A conference call will be webcast on Monday, Aug. 2, 2004, at 9:30 a.m. Eastern Daylight Time following the release that morning of the second-quarter financial results of R.J. Reynolds Tobacco Holdings, Inc. Members of the new Reynolds American management team will be on the call to discuss RJR’s second-quarter results, provide an update on the integration of the tobacco operating companies, and discuss initial plans for Reynolds American. The conference call will be available online on a listen-only basis at www.RJRHoldings.com.

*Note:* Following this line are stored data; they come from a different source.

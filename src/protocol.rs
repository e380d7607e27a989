//! Payloads exchanged between the two devices.

use crate::common::{FleetError, GameError, ShotOutcome};
use crate::mask::MaskError;

/// Version carried in the lobby handshake; peers must match exactly.
pub const PROTOCOL_VERSION: u8 = 1;

/// Messages carried over the peer link.
#[derive(Debug, Clone, Copy, PartialEq, Eq)]
#[cfg_attr(feature = "std", derive(serde::Serialize, serde::Deserialize))]
pub enum Message {
    /// Lobby handshake: this device has pressed ready.
    Ready { version: u8 },
    /// The sender fires at `(x, y)` on the receiver's grid.
    ShotRequest { x: u8, y: u8 },
    /// Answer to the receiver's last `ShotRequest`.
    ShotResult { x: u8, y: u8, outcome: ShotOutcome },
    /// The sender's whole fleet is sunk; the receiver has won.
    FleetDestroyed,
}

impl Message {
    /// Reject coordinates outside an `N×N` grid and sunk ids outside a fleet
    /// of `fleet_size` ships.
    pub fn validate<const N: usize>(&self, fleet_size: usize) -> Result<(), GameError> {
        match *self {
            Message::Ready { version } if version != PROTOCOL_VERSION => {
                Err(GameError::VersionMismatch {
                    expected: PROTOCOL_VERSION,
                    got: version,
                })
            }
            Message::ShotRequest { x, y } => check_coord::<N>(x, y),
            Message::ShotResult { x, y, outcome } => {
                check_coord::<N>(x, y)?;
                match outcome {
                    ShotOutcome::Sunk(id) if id.index() >= fleet_size => {
                        Err(FleetError::UnknownShip(id).into())
                    }
                    _ => Ok(()),
                }
            }
            _ => Ok(()),
        }
    }
}

fn check_coord<const N: usize>(x: u8, y: u8) -> Result<(), GameError> {
    if (x as usize) < N && (y as usize) < N {
        Ok(())
    } else {
        Err(MaskError::OutOfBounds {
            x: x as usize,
            y: y as usize,
        }
        .into())
    }
}
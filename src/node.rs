//! The device control loop.
//!
//! A [`Device`] owns one game and drives it from its input source and its
//! peer link, one event at a time, until the game is over.

use std::time::Duration;

use anyhow::anyhow;
use rand::rngs::SmallRng;
use tokio::time::Instant;

use crate::game::{Game, Outcome, Phase, Turn};
use crate::input::{Debouncer, InputSource, Intent};
use crate::protocol::{Message, PROTOCOL_VERSION};
use crate::render::{LobbyStatus, RenderSink};
use crate::transport::Transport;

pub struct Device<const N: usize, I, T, S> {
    game: Game<N>,
    input: I,
    transport: T,
    sink: S,
    rng: SmallRng,
    debouncer: Debouncer,
    epoch: Instant,
    shots_fired: usize,
}

impl<const N: usize, I, T, S> Device<N, I, T, S>
where
    I: InputSource<N>,
    T: Transport,
    S: RenderSink,
{
    pub fn new(game: Game<N>, input: I, transport: T, sink: S, rng: SmallRng) -> Self {
        Self {
            game,
            input,
            transport,
            sink,
            rng,
            debouncer: Debouncer::new(0),
            epoch: Instant::now(),
            shots_fired: 0,
        }
    }

    /// Minimum spacing enforced between accepted presses.
    pub fn with_debounce(mut self, delay: Duration) -> Self {
        self.debouncer = Debouncer::new(delay.as_millis() as u64);
        self
    }

    pub fn game(&self) -> &Game<N> {
        &self.game
    }

    pub fn sink(&self) -> &S {
        &self.sink
    }

    /// Shots this device fired in the current game.
    pub fn shots_fired(&self) -> usize {
        self.shots_fired
    }

    /// Play one game from the lobby to the end.
    pub async fn run(&mut self) -> anyhow::Result<Outcome> {
        if self.game.phase() != Phase::Standby {
            return Err(anyhow!("device must be in the lobby to start, not {:?}", self.game.phase()));
        }
        self.shots_fired = 0;
        self.lobby().await?;
        self.game
            .start(&mut self.rng, &mut self.sink)
            .map_err(|e| anyhow!(e))?;

        loop {
            if let Some(outcome) = self.game.outcome() {
                return Ok(outcome);
            }
            if self.game.turn() == Turn::Ours {
                self.press().await?;
            } else {
                let msg = self.transport.recv().await?;
                let replies = self.game.handle_message(msg, &mut self.sink).map_err(|e| {
                    log::warn!("rejected {:?} from peer: {}", msg, e);
                    anyhow!(e)
                })?;
                for reply in replies {
                    self.transport.send(reply).await?;
                }
            }
        }
    }

    /// Return to the lobby after a finished game.
    pub fn reset(&mut self) -> anyhow::Result<()> {
        self.game.reset(&mut self.sink).map_err(|e| anyhow!(e))
    }

    /// Ready handshake: announce ourselves and wait for the peer to do the
    /// same.
    async fn lobby(&mut self) -> anyhow::Result<()> {
        self.game.show_lobby(&mut self.sink);
        self.game
            .lobby_status(LobbyStatus::WaitingForPeer, &mut self.sink);
        self.transport
            .send(Message::Ready {
                version: PROTOCOL_VERSION,
            })
            .await?;
        match self.transport.recv().await? {
            msg @ Message::Ready { .. } => {
                msg.validate::<N>(self.game.config().len())
                    .map_err(|e| anyhow!(e))?;
            }
            other => return Err(anyhow!("expected Ready from peer, got {:?}", other)),
        }
        self.game.lobby_status(LobbyStatus::PeerReady, &mut self.sink);
        self.game.lobby_status(LobbyStatus::Starting, &mut self.sink);
        Ok(())
    }

    /// Take one press from the input source and apply it.
    ///
    /// A press inside the debounce window is dropped; the loop then waits
    /// out the window before polling again. Moves that shift the cursor and
    /// every fire attempt restart the window.
    async fn press(&mut self) -> anyhow::Result<()> {
        let Some(intent) = self.input.poll(self.game.view(), self.game.cursor()) else {
            tokio::task::yield_now().await;
            return Ok(());
        };

        let now = self.now_ms();
        if !self.debouncer.ready(now) {
            log::trace!("dropped {:?} inside debounce window", intent);
            let wait = self.debouncer.wait_ms(now);
            tokio::time::sleep(Duration::from_millis(wait)).await;
            return Ok(());
        }

        let before = self.game.cursor();
        let shot = self.game.handle_intent(intent, &mut self.sink);
        if intent == Intent::Fire || self.game.cursor() != before {
            self.debouncer.register(now);
        }
        if let Some(shot) = shot {
            self.shots_fired += 1;
            self.transport.send(shot).await?;
        }
        Ok(())
    }

    fn now_ms(&self) -> u64 {
        self.epoch.elapsed().as_millis() as u64
    }
}
#![cfg_attr(not(any(feature = "std", test)), no_std)]

extern crate alloc;

mod board;
mod common;
mod config;
mod fleet;
mod game;
mod input;
mod mask;
mod packing;
pub mod protocol;
pub mod render;
mod ship;
pub mod turn;

#[cfg(feature = "std")]
pub mod autopilot;
#[cfg(feature = "std")]
pub mod codec;
#[cfg(feature = "std")]
pub mod display;
#[cfg(feature = "std")]
mod logging;
#[cfg(feature = "std")]
pub mod node;
#[cfg(feature = "std")]
pub mod transport;

pub use board::*;
pub use common::*;
pub use config::*;
pub use fleet::*;
pub use game::*;
pub use input::*;
pub use mask::{CellMask, GridMask, MaskError};
pub use packing::PACKING_BUDGET;
pub use protocol::{Message, PROTOCOL_VERSION};
pub use render::{NullSink, RenderEvent, RenderSink};
pub use ship::*;

#[cfg(feature = "std")]
pub use autopilot::Autopilot;
#[cfg(feature = "std")]
pub use logging::init_logging;
#[cfg(feature = "std")]
pub use node::Device;
#[cfg(feature = "std")]
pub use transport::{in_memory::InMemoryTransport, Transport};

Cautionary Information Regarding Forward-Looking Statements

Statements included in this news release that are not historical in nature are forward-looking statements made pursuant to the safe harbor provisions of the Private Securities Litigation Reform Act of 1995. Forward-looking statements regarding RAI’s future performance and financial results include risks and uncertainties that could cause actual results to differ materially from those described in the forward-looking statements. These risks include the substantial and increasing regulation and taxation of the cigarette industry; various legal actions, proceedings and claims relating to the sale, distribution, manufacture, development, advertising, marketing and claimed health effects of cigarettes that are pending or may be instituted against RAI or its subsidiaries; the substantial payment obligations and limitations on the advertising and marketing of cigarettes under various litigation settlement agreements; the continuing decline in volume in the domestic cigarette industry; competition from other cigarette manufacturers, including increased promotional activities and the growth of deep-discount brands; the success or failure of new product innovations and acquisitions; the responsiveness of both the trade and consumers to new products and marketing and promotional programs; the ability to realize the benefits and synergies arising from the combination of RJR Tobacco and the U.S. cigarette and tobacco business of B&W; any potential costs or savings associated with realigning the cost structure of RAI and its subsidiaries; the ability to achieve efficiencies in manufacturing and distribution operations without negatively affecting sales; the cost of tobacco leaf and other raw materials and commodities used in products; the effect of market conditions on the performance of pension assets and the return on corporate cash; and the ratings of RAI securities. Due to these uncertainties and risks, undue reliance should not be placed on these forward-looking statements, which speak only as of the date of this news release. Except as provided by federal securities laws, RAI is not required to publicly update or revise any forward-looking statement, whether as a result of new information, future events or otherwise.